The suit, which concerns corrosion-resistant steel used in automobile and construction industries, is the first salvo in the campaign this year by the beleaguered US steel industry to protect itself against a record flood of imports.
The steelmakers are U.S. Steel Corp. , Nucor Corp., Steel Dynamics Inc., ArcelorMittal USA, AK Steel Corp. and California Steel Industries. All are based in the US except multinational ArcelorMittal, the world’s biggest steelmaker, which is based in Luxembourg and London but owns big mills in Indiana and elsewhere in the country.

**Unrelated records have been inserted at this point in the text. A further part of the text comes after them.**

use axum::{
    extract::{Json, State},
    http::StatusCode,
    response::IntoResponse,
};

use crate::error::ChatError;
use crate::session;
use crate::types::{
    ChatRequest, ChatResponse, ErrorResponse, KnowledgeBase, KnowledgeBasesResponse,
    SessionRequest, SessionResponse,
};

use super::AppState;

type ApiError = (StatusCode, Json<ErrorResponse>);

/// Maps a `ChatError` to the HTTP boundary: 400 for validation, 504 for a
/// timed-out run, 500 for a failed run or any upstream error.
fn error_response(err: ChatError) -> ApiError {
    let status = match &err {
        ChatError::Validation(_) => StatusCode::BAD_REQUEST,
        ChatError::RunTimeout(_) => StatusCode::GATEWAY_TIMEOUT,
        ChatError::RunFailed { .. } | ChatError::Upstream(_) => StatusCode::INTERNAL_SERVER_ERROR,
    };
    (
        status,
        Json(ErrorResponse {
            error: err.to_string(),
        }),
    )
}

fn require(field: &'static str, value: &str) -> Result<(), ApiError> {
    if value.trim().is_empty() {
        return Err(error_response(ChatError::Validation(field)));
    }
    Ok(())
}

/// GET /health
pub async fn health() -> impl IntoResponse {
    Json(serde_json::json!({ "ok": true }))
}

/// POST /chat - one request/response chat turn.
pub async fn chat(
    State(state): State<AppState>,
    Json(req): Json<ChatRequest>,
) -> Result<Json<ChatResponse>, ApiError> {
    require("assistantId", &req.assistant_id)?;
    require("threadId", &req.thread_id)?;
    require("message", &req.message)?;

    let reply = state
        .driver
        .submit_and_await_reply(
            &req.thread_id,
            &req.assistant_id,
            &req.message,
            state.config.run_timeout,
        )
        .await
        .map_err(error_response)?;

    Ok(Json(ChatResponse { reply }))
}

/// POST /session - create an assistant bound to a knowledge base plus a
/// fresh thread.
pub async fn open_session(
    State(state): State<AppState>,
    Json(req): Json<SessionRequest>,
) -> Result<Json<SessionResponse>, ApiError> {
    require("vectorStoreId", &req.vector_store_id)?;

    let session = session::open_session(
        state.api.as_ref(),
        &state.config.model,
        &req.vector_store_id,
        req.vector_store_name.as_deref(),
        req.previous_assistant_id.as_deref(),
    )
    .await
    .map_err(error_response)?;

    Ok(Json(SessionResponse {
        assistant_id: session.assistant_id,
        thread_id: session.thread_id,
        model: session.model,
    }))
}

/// GET /knowledge-bases - list the available vector stores.
pub async fn list_knowledge_bases(
    State(state): State<AppState>,
) -> Result<Json<KnowledgeBasesResponse>, ApiError> {
    let stores = state
        .api
        .list_vector_stores()
        .await
        .map_err(error_response)?;

    let data = stores
        .into_iter()
        .map(|store| KnowledgeBase {
            name: store.name.unwrap_or_else(|| store.id.clone()),
            id: store.id,
            status: store.status,
            file_counts: store.file_counts,
            created_at: chrono::DateTime::from_timestamp(store.created_at, 0)
                .map(|t| t.to_rfc3339())
                .unwrap_or_else(|| store.created_at.to_string()),
        })
        .collect();

    Ok(Json(KnowledgeBasesResponse { data }))
}
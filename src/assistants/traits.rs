use async_trait::async_trait;

use super::{Assistant, Message, Run, Thread, VectorStore};
use crate::error::ChatError;

/// The slice of the hosted assistants API this service consumes.
///
/// All operations are one-shot request/response calls; none retries. The
/// trait exists so the run driver and the HTTP handlers can be exercised
/// against a scripted mock.
#[async_trait]
pub trait AssistantsApi: Send + Sync {
    /// Appends a message to a thread.
    async fn create_message(
        &self,
        thread_id: &str,
        role: &str,
        content: &str,
    ) -> Result<Message, ChatError>;

    /// Starts a new run of `assistant_id` against the thread's current state.
    async fn create_run(&self, thread_id: &str, assistant_id: &str) -> Result<Run, ChatError>;

    /// Fetches the current state of a run.
    async fn retrieve_run(&self, thread_id: &str, run_id: &str) -> Result<Run, ChatError>;

    /// Lists a thread's messages, newest first per the upstream convention.
    async fn list_messages(&self, thread_id: &str) -> Result<Vec<Message>, ChatError>;

    /// Creates an assistant with file search bound to one vector store.
    async fn create_assistant(
        &self,
        name: &str,
        model: &str,
        instructions: &str,
        vector_store_id: &str,
    ) -> Result<Assistant, ChatError>;

    /// Deletes an assistant. Callers treat failures as best effort.
    async fn delete_assistant(&self, assistant_id: &str) -> Result<(), ChatError>;

    /// Creates a fresh, empty conversation thread.
    async fn create_thread(&self) -> Result<Thread, ChatError>;

    /// Lists the available vector stores.
    async fn list_vector_stores(&self) -> Result<Vec<VectorStore>, ChatError>;
}
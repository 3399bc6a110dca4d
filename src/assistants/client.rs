use async_trait::async_trait;
use reqwest::{Client, RequestBuilder, Response};
use serde::{Deserialize, Serialize};

use super::{Assistant, AssistantsApi, ListResponse, Message, Run, Thread, VectorStore};
use crate::config::Config;
use crate::error::ChatError;

/// Typed client for the hosted assistants API, pinned to the v2 interface.
///
/// The beta `assistants=v2` surface is the only one supported; if the
/// upstream rejects it the error is surfaced as-is rather than probing
/// alternative interface versions at runtime.
pub struct OpenAiClient {
    client: Client,
    api_key: String,
    base_url: String,
}

#[derive(Debug, Serialize)]
struct CreateMessageRequest<'a> {
    role: &'a str,
    content: &'a str,
}

#[derive(Debug, Serialize)]
struct CreateRunRequest<'a> {
    assistant_id: &'a str,
}

#[derive(Debug, Serialize)]
struct CreateAssistantRequest<'a> {
    name: &'a str,
    model: &'a str,
    instructions: &'a str,
    tools: Vec<Tool>,
    tool_resources: ToolResources,
}

#[derive(Debug, Serialize)]
struct Tool {
    #[serde(rename = "type")]
    kind: &'static str,
}

#[derive(Debug, Serialize)]
struct ToolResources {
    file_search: FileSearchResource,
}

#[derive(Debug, Serialize)]
struct FileSearchResource {
    vector_store_ids: Vec<String>,
}

/// Error envelope returned by the upstream on non-2xx responses.
#[derive(Debug, Deserialize)]
struct ApiErrorBody {
    error: ApiErrorDetail,
}

#[derive(Debug, Deserialize)]
struct ApiErrorDetail {
    message: String,
}

impl OpenAiClient {
    pub fn new(config: &Config) -> Self {
        Self {
            client: Client::new(),
            api_key: config.api_key.clone(),
            base_url: config.base_url.clone(),
        }
    }

    fn request(&self, builder: RequestBuilder) -> RequestBuilder {
        builder
            .header("Authorization", format!("Bearer {}", self.api_key))
            .header("OpenAI-Beta", "assistants=v2")
    }

    fn url(&self, path: &str) -> String {
        format!("{}{}", self.base_url, path)
    }

    /// Decodes a response, converting non-2xx bodies into `UpstreamError`
    /// with the service's own message text when present.
    async fn decode<T: serde::de::DeserializeOwned>(response: Response) -> Result<T, ChatError> {
        let status = response.status();
        if status.is_success() {
            return Ok(response.json::<T>().await?);
        }
        let body = response.text().await.unwrap_or_default();
        let message = serde_json::from_str::<ApiErrorBody>(&body)
            .map(|b| b.error.message)
            .unwrap_or_else(|_| format!("{}: {}", status, body));
        Err(ChatError::Upstream(message))
    }
}

#[async_trait]
impl AssistantsApi for OpenAiClient {
    async fn create_message(
        &self,
        thread_id: &str,
        role: &str,
        content: &str,
    ) -> Result<Message, ChatError> {
        let response = self
            .request(
                self.client
                    .post(self.url(&format!("/threads/{thread_id}/messages"))),
            )
            .json(&CreateMessageRequest { role, content })
            .send()
            .await?;
        Self::decode(response).await
    }

    async fn create_run(&self, thread_id: &str, assistant_id: &str) -> Result<Run, ChatError> {
        let response = self
            .request(
                self.client
                    .post(self.url(&format!("/threads/{thread_id}/runs"))),
            )
            .json(&CreateRunRequest { assistant_id })
            .send()
            .await?;
        Self::decode(response).await
    }

    async fn retrieve_run(&self, thread_id: &str, run_id: &str) -> Result<Run, ChatError> {
        let response = self
            .request(
                self.client
                    .get(self.url(&format!("/threads/{thread_id}/runs/{run_id}"))),
            )
            .send()
            .await?;
        Self::decode(response).await
    }

    async fn list_messages(&self, thread_id: &str) -> Result<Vec<Message>, ChatError> {
        let response = self
            .request(
                self.client
                    .get(self.url(&format!("/threads/{thread_id}/messages"))),
            )
            .send()
            .await?;
        let list: ListResponse<Message> = Self::decode(response).await?;
        Ok(list.data)
    }

    async fn create_assistant(
        &self,
        name: &str,
        model: &str,
        instructions: &str,
        vector_store_id: &str,
    ) -> Result<Assistant, ChatError> {
        let request = CreateAssistantRequest {
            name,
            model,
            instructions,
            tools: vec![Tool {
                kind: "file_search",
            }],
            tool_resources: ToolResources {
                file_search: FileSearchResource {
                    vector_store_ids: vec![vector_store_id.to_string()],
                },
            },
        };
        let response = self
            .request(self.client.post(self.url("/assistants")))
            .json(&request)
            .send()
            .await?;
        Self::decode(response).await
    }

    async fn delete_assistant(&self, assistant_id: &str) -> Result<(), ChatError> {
        let response = self
            .request(
                self.client
                    .delete(self.url(&format!("/assistants/{assistant_id}"))),
            )
            .send()
            .await?;
        let status = response.status();
        if status.is_success() {
            return Ok(());
        }
        let body = response.text().await.unwrap_or_default();
        Err(ChatError::Upstream(format!("{}: {}", status, body)))
    }

    async fn create_thread(&self) -> Result<Thread, ChatError> {
        let response = self
            .request(self.client.post(self.url("/threads")))
            .json(&serde_json::json!({}))
            .send()
            .await?;
        Self::decode(response).await
    }

    async fn list_vector_stores(&self) -> Result<Vec<VectorStore>, ChatError> {
        let response = self
            .request(self.client.get(self.url("/vector_stores")))
            .send()
            .await?;
        let list: ListResponse<VectorStore> = Self::decode(response).await?;
        Ok(list.data)
    }
}
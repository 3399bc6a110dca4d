pub mod handlers;
pub mod router;

pub use router::{create_router, AppState};
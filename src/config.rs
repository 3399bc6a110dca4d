use std::time::Duration;

use anyhow::Result;

/// Models accepted by the assistants endpoint. A configured model outside
/// this list falls back to the default at startup.
pub const SUPPORTED_ASSISTANT_MODELS: &[&str] = &[
    "gpt-4o",
    "gpt-4o-mini",
    "gpt-4-turbo",
    "gpt-4-turbo-preview",
    "gpt-4",
    "gpt-3.5-turbo",
];

const DEFAULT_MODEL: &str = "gpt-4o-mini";
const DEFAULT_BASE_URL: &str = "https://api.openai.com/v1";
const DEFAULT_ADDR: &str = "0.0.0.0:3000";
const DEFAULT_RUN_TIMEOUT_SECS: u64 = 60;

/// Process-wide configuration, read from the environment once at startup
/// and injected everywhere else.
#[derive(Debug, Clone)]
pub struct Config {
    /// Upstream API credential. Absence is a fatal startup error.
    pub api_key: String,
    /// Upstream API base URL, without trailing slash.
    pub base_url: String,
    /// Model used when creating assistants.
    pub model: String,
    /// Address the HTTP server binds to.
    pub bind_addr: String,
    /// Wall-clock bound for one run-polling loop.
    pub run_timeout: Duration,
}

impl Config {
    /// Reads configuration from the process environment.
    ///
    /// `OPENAI_API_KEY` is required. `OPENAI_BASE_URL`, `OPENAI_MODEL`,
    /// `RAGCHAT_ADDR`, and `RAGCHAT_RUN_TIMEOUT_SECS` are optional.
    pub fn from_env() -> Result<Self> {
        let api_key = std::env::var("OPENAI_API_KEY")
            .ok()
            .filter(|k| !k.is_empty());
        let Some(api_key) = api_key else {
            anyhow::bail!("OPENAI_API_KEY is not set. Add it to the environment or a .env file.")
        };

        let base_url = std::env::var("OPENAI_BASE_URL")
            .unwrap_or_else(|_| DEFAULT_BASE_URL.to_string())
            .trim_end_matches('/')
            .to_string();

        let env_model =
            std::env::var("OPENAI_MODEL").unwrap_or_else(|_| DEFAULT_MODEL.to_string());
        let model = resolve_model(&env_model);

        let bind_addr = std::env::var("RAGCHAT_ADDR").unwrap_or_else(|_| DEFAULT_ADDR.to_string());

        let run_timeout = std::env::var("RAGCHAT_RUN_TIMEOUT_SECS")
            .ok()
            .and_then(|s| s.parse::<u64>().ok())
            .map(Duration::from_secs)
            .unwrap_or(Duration::from_secs(DEFAULT_RUN_TIMEOUT_SECS));

        Ok(Self {
            api_key,
            base_url,
            model,
            bind_addr,
            run_timeout,
        })
    }
}

/// Returns `model` if the assistants endpoint supports it, otherwise the
/// default model.
fn resolve_model(model: &str) -> String {
    if SUPPORTED_ASSISTANT_MODELS.contains(&model) {
        model.to_string()
    } else {
        tracing::warn!(
            model,
            fallback = DEFAULT_MODEL,
            "model is not supported by the assistants API, using fallback"
        );
        DEFAULT_MODEL.to_string()
    }
}
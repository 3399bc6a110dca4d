use std::collections::VecDeque;
use std::sync::atomic::{AtomicUsize, Ordering};
use std::sync::Mutex;

use async_trait::async_trait;

use super::{Assistant, AssistantsApi, Message, Run, RunStatus, Thread, VectorStore};
use crate::error::ChatError;

/// Scripted in-memory assistants API. No API key required; used by the
/// driver and handler tests and for frontend development against canned
/// replies.
///
/// `retrieve_run` pops statuses from a script queue; once the script is
/// exhausted it keeps returning `final_status`. `create_run` always reports
/// a fresh non-terminal run.
pub struct MockAssistants {
    status_script: Mutex<VecDeque<RunStatus>>,
    final_status: RunStatus,
    messages: Mutex<Vec<Message>>,
    vector_stores: Vec<VectorStore>,
    pub calls: CallCounts,
}

/// Per-operation invocation counters.
#[derive(Default)]
pub struct CallCounts {
    pub create_message: AtomicUsize,
    pub create_run: AtomicUsize,
    pub retrieve_run: AtomicUsize,
    pub list_messages: AtomicUsize,
    pub create_assistant: AtomicUsize,
    pub delete_assistant: AtomicUsize,
    pub create_thread: AtomicUsize,
    pub list_vector_stores: AtomicUsize,
}

impl CallCounts {
    fn bump(&self, counter: &AtomicUsize) -> usize {
        counter.fetch_add(1, Ordering::SeqCst) + 1
    }
}

impl MockAssistants {
    /// A mock whose runs complete immediately with no reply messages.
    pub fn new() -> Self {
        Self {
            status_script: Mutex::new(VecDeque::new()),
            final_status: RunStatus::Completed,
            messages: Mutex::new(Vec::new()),
            vector_stores: Vec::new(),
            calls: CallCounts::default(),
        }
    }

    /// Statuses returned by successive `retrieve_run` calls, in order.
    pub fn with_status_script(mut self, script: Vec<RunStatus>) -> Self {
        self.status_script = Mutex::new(script.into());
        self
    }

    /// Status returned once the script is exhausted.
    pub fn with_final_status(mut self, status: RunStatus) -> Self {
        self.final_status = status;
        self
    }

    /// Pre-seeds the thread's message list, newest first.
    pub fn with_messages(self, messages: Vec<Message>) -> Self {
        *self.messages.lock().unwrap() = messages;
        self
    }

    pub fn with_vector_stores(mut self, stores: Vec<VectorStore>) -> Self {
        self.vector_stores = stores;
        self
    }
}

impl Default for MockAssistants {
    fn default() -> Self {
        Self::new()
    }
}

#[async_trait]
impl AssistantsApi for MockAssistants {
    async fn create_message(
        &self,
        _thread_id: &str,
        role: &str,
        content: &str,
    ) -> Result<Message, ChatError> {
        self.calls.bump(&self.calls.create_message);
        Ok(Message {
            role: role.to_string(),
            content: vec![super::ContentPart {
                kind: "text".to_string(),
                text: Some(super::TextContent {
                    value: content.to_string(),
                }),
            }],
        })
    }

    async fn create_run(&self, _thread_id: &str, _assistant_id: &str) -> Result<Run, ChatError> {
        let n = self.calls.bump(&self.calls.create_run);
        Ok(Run {
            id: format!("run_mock_{n}"),
            status: RunStatus::Queued,
        })
    }

    async fn retrieve_run(&self, _thread_id: &str, run_id: &str) -> Result<Run, ChatError> {
        self.calls.bump(&self.calls.retrieve_run);
        let status = self
            .status_script
            .lock()
            .unwrap()
            .pop_front()
            .unwrap_or_else(|| self.final_status.clone());
        Ok(Run {
            id: run_id.to_string(),
            status,
        })
    }

    async fn list_messages(&self, _thread_id: &str) -> Result<Vec<Message>, ChatError> {
        self.calls.bump(&self.calls.list_messages);
        Ok(self.messages.lock().unwrap().clone())
    }

    async fn create_assistant(
        &self,
        _name: &str,
        _model: &str,
        _instructions: &str,
        _vector_store_id: &str,
    ) -> Result<Assistant, ChatError> {
        let n = self.calls.bump(&self.calls.create_assistant);
        Ok(Assistant {
            id: format!("asst_mock_{n}"),
        })
    }

    async fn delete_assistant(&self, _assistant_id: &str) -> Result<(), ChatError> {
        self.calls.bump(&self.calls.delete_assistant);
        Ok(())
    }

    async fn create_thread(&self) -> Result<Thread, ChatError> {
        let n = self.calls.bump(&self.calls.create_thread);
        Ok(Thread {
            id: format!("thread_mock_{n}"),
        })
    }

    async fn list_vector_stores(&self) -> Result<Vec<VectorStore>, ChatError> {
        self.calls.bump(&self.calls.list_vector_stores);
        Ok(self.vector_stores.clone())
    }
}
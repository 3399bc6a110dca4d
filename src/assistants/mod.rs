mod client;
mod mock;
mod traits;
mod types;

pub use client::OpenAiClient;
pub use mock::MockAssistants;
pub use traits::AssistantsApi;
pub use types::{
    Assistant, ContentPart, FileCounts, ListResponse, Message, Run, RunStatus, TextContent,
    Thread, VectorStore,
};
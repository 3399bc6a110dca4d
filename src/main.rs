use std::sync::Arc;

use anyhow::Result;
use tracing_subscriber::{layer::SubscriberExt, util::SubscriberInitExt};

use ragchat::{AppState, Config, OpenAiClient};

#[tokio::main]
async fn main() -> Result<()> {
    dotenvy::dotenv().ok();

    tracing_subscriber::registry()
        .with(
            tracing_subscriber::EnvFilter::try_from_default_env()
                .unwrap_or_else(|_| "ragchat=info,tower_http=debug".into()),
        )
        .with(tracing_subscriber::fmt::layer())
        .init();

    // Fatal if the API credential is missing.
    let config = Config::from_env()?;
    let client = Arc::new(OpenAiClient::new(&config));

    let addr = config.bind_addr.clone();
    let app = ragchat::create_router(AppState::new(config, client));
    let listener = tokio::net::TcpListener::bind(&addr).await?;

    tracing::info!("ragchat listening on {}", addr);
    tracing::info!("API endpoints:");
    tracing::info!("  GET  /health          - Health check");
    tracing::info!("  GET  /knowledge-bases - List knowledge bases");
    tracing::info!("  POST /session         - Open a chat session");
    tracing::info!("  POST /chat            - One chat turn");

    axum::serve(listener, app).await?;

    Ok(())
}
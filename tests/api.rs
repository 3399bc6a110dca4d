//! Router-level tests against the scripted mock upstream.

use std::sync::atomic::Ordering;
use std::sync::Arc;
use std::time::Duration;

use axum::body::Body;
use axum::http::{header, Request, StatusCode};
use axum::Router;
use http_body_util::BodyExt;
use tower::ServiceExt;

use ragchat::assistants::{FileCounts, Message, RunStatus, VectorStore};
use ragchat::{create_router, AppState, Config, MockAssistants};

fn test_config() -> Config {
    Config {
        api_key: "sk-test".to_string(),
        base_url: "http://127.0.0.1:0".to_string(),
        model: "gpt-4o-mini".to_string(),
        bind_addr: "127.0.0.1:0".to_string(),
        run_timeout: Duration::from_secs(5),
    }
}

fn app(mock: Arc<MockAssistants>) -> Router {
    create_router(AppState::new(test_config(), mock))
}

fn app_with_timeout(mock: Arc<MockAssistants>, run_timeout: Duration) -> Router {
    let mut config = test_config();
    config.run_timeout = run_timeout;
    create_router(AppState::new(config, mock))
}

async fn send(
    app: Router,
    method: &str,
    uri: &str,
    body: Option<serde_json::Value>,
) -> (StatusCode, serde_json::Value) {
    let request = match body {
        Some(json) => Request::builder()
            .method(method)
            .uri(uri)
            .header(header::CONTENT_TYPE, "application/json")
            .body(Body::from(json.to_string()))
            .unwrap(),
        None => Request::builder()
            .method(method)
            .uri(uri)
            .body(Body::empty())
            .unwrap(),
    };
    let response = app.oneshot(request).await.unwrap();
    let status = response.status();
    let bytes = response.into_body().collect().await.unwrap().to_bytes();
    let json = serde_json::from_slice(&bytes).unwrap_or(serde_json::Value::Null);
    (status, json)
}

#[tokio::test]
async fn health_is_ok() {
    let (status, body) = send(app(Arc::new(MockAssistants::new())), "GET", "/health", None).await;
    assert_eq!(status, StatusCode::OK);
    assert_eq!(body["ok"], true);
}

#[tokio::test]
async fn chat_missing_fields_are_rejected_before_any_upstream_call() {
    let cases = [
        (
            serde_json::json!({"threadId": "t", "message": "hi"}),
            "assistantId",
        ),
        (
            serde_json::json!({"assistantId": "a", "message": "hi"}),
            "threadId",
        ),
        (
            serde_json::json!({"assistantId": "a", "threadId": "t"}),
            "message",
        ),
    ];
    for (body, field) in cases {
        let mock = Arc::new(MockAssistants::new());
        let (status, json) = send(app(mock.clone()), "POST", "/chat", Some(body)).await;

        assert_eq!(status, StatusCode::BAD_REQUEST);
        assert!(
            json["error"].as_str().unwrap().contains(field),
            "error should name the missing field {field}: {json}"
        );
        assert_eq!(mock.calls.create_message.load(Ordering::SeqCst), 0);
        assert_eq!(mock.calls.create_run.load(Ordering::SeqCst), 0);
    }
}

#[tokio::test]
async fn chat_returns_the_assistant_reply() {
    let mock = Arc::new(
        MockAssistants::new().with_messages(vec![Message::assistant_text("Hello!")]),
    );
    let body = serde_json::json!({"assistantId": "a", "threadId": "t", "message": "hi"});
    let (status, json) = send(app(mock), "POST", "/chat", Some(body)).await;

    assert_eq!(status, StatusCode::OK);
    assert_eq!(json["reply"], "Hello!");
}

#[tokio::test]
async fn chat_with_no_assistant_reply_returns_empty_string() {
    let mock = Arc::new(MockAssistants::new());
    let body = serde_json::json!({"assistantId": "a", "threadId": "t", "message": "hi"});
    let (status, json) = send(app(mock), "POST", "/chat", Some(body)).await;

    assert_eq!(status, StatusCode::OK);
    assert_eq!(json["reply"], "");
}

#[tokio::test]
async fn failed_run_maps_to_500_with_status_text() {
    let mock = Arc::new(
        MockAssistants::new().with_status_script(vec![RunStatus::Failed]),
    );
    let body = serde_json::json!({"assistantId": "a", "threadId": "t", "message": "hi"});
    let (status, json) = send(app(mock), "POST", "/chat", Some(body)).await;

    assert_eq!(status, StatusCode::INTERNAL_SERVER_ERROR);
    assert!(json["error"].as_str().unwrap().contains("failed"));
}

#[tokio::test]
async fn timed_out_run_maps_to_504() {
    let mock = Arc::new(MockAssistants::new().with_final_status(RunStatus::InProgress));
    let body = serde_json::json!({"assistantId": "a", "threadId": "t", "message": "hi"});
    let (status, json) = send(
        app_with_timeout(mock, Duration::from_millis(200)),
        "POST",
        "/chat",
        Some(body),
    )
    .await;

    assert_eq!(status, StatusCode::GATEWAY_TIMEOUT);
    assert!(json["error"].as_str().unwrap().contains("did not complete"));
}

#[tokio::test]
async fn session_requires_vector_store_id() {
    let mock = Arc::new(MockAssistants::new());
    let (status, json) = send(
        app(mock.clone()),
        "POST",
        "/session",
        Some(serde_json::json!({})),
    )
    .await;

    assert_eq!(status, StatusCode::BAD_REQUEST);
    assert!(json["error"].as_str().unwrap().contains("vectorStoreId"));
    assert_eq!(mock.calls.create_assistant.load(Ordering::SeqCst), 0);
}

#[tokio::test]
async fn session_returns_assistant_thread_and_model() {
    let mock = Arc::new(MockAssistants::new());
    let body = serde_json::json!({"vectorStoreId": "vs_1", "vectorStoreName": "Handbook"});
    let (status, json) = send(app(mock), "POST", "/session", Some(body)).await;

    assert_eq!(status, StatusCode::OK);
    assert_eq!(json["assistantId"], "asst_mock_1");
    assert_eq!(json["threadId"], "thread_mock_1");
    assert_eq!(json["model"], "gpt-4o-mini");
}

#[tokio::test]
async fn knowledge_bases_are_listed_with_camel_case_fields() {
    let stores = vec![
        VectorStore {
            id: "vs_1".to_string(),
            name: Some("Handbook".to_string()),
            status: "completed".to_string(),
            file_counts: FileCounts {
                total: 3,
                completed: 2,
                in_progress: 1,
                ..Default::default()
            },
            created_at: 1_700_000_000,
        },
        VectorStore {
            id: "vs_2".to_string(),
            name: None,
            status: "in_progress".to_string(),
            file_counts: FileCounts::default(),
            created_at: 1_700_000_001,
        },
    ];
    let mock = Arc::new(MockAssistants::new().with_vector_stores(stores));
    let (status, json) = send(app(mock), "GET", "/knowledge-bases", None).await;

    assert_eq!(status, StatusCode::OK);
    let data = json["data"].as_array().unwrap();
    assert_eq!(data.len(), 2);
    assert_eq!(data[0]["id"], "vs_1");
    assert_eq!(data[0]["name"], "Handbook");
    assert_eq!(data[0]["fileCounts"]["total"], 3);
    assert_eq!(data[0]["fileCounts"]["inProgress"], 1);
    assert!(data[0]["createdAt"].as_str().unwrap().starts_with("2023-"));
    // A store without a name falls back to its id.
    assert_eq!(data[1]["name"], "vs_2");
}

Prices have been sluggish—down about 25% since the start of the year—despite strong demand in the US. That has forced the companies, which make most of their steel near auto factories in the Midwest and South, to lay off thousands of workers and idle plants around the country.
They blame imports, particularly from China. The US International Trade Commission must decide within 45 days whether the business of US producers was sufficiently “injured” to merit duties. The Department of Commerce will issue a preliminary ruling by the end of 2015. Final rulings by both agencies are expected by mid-2016. The steel companies are expected to argue before the USITC that foreign companies benefit from subsidies from their governments and from currencies that have been intentionally depreciated relative to the dollar.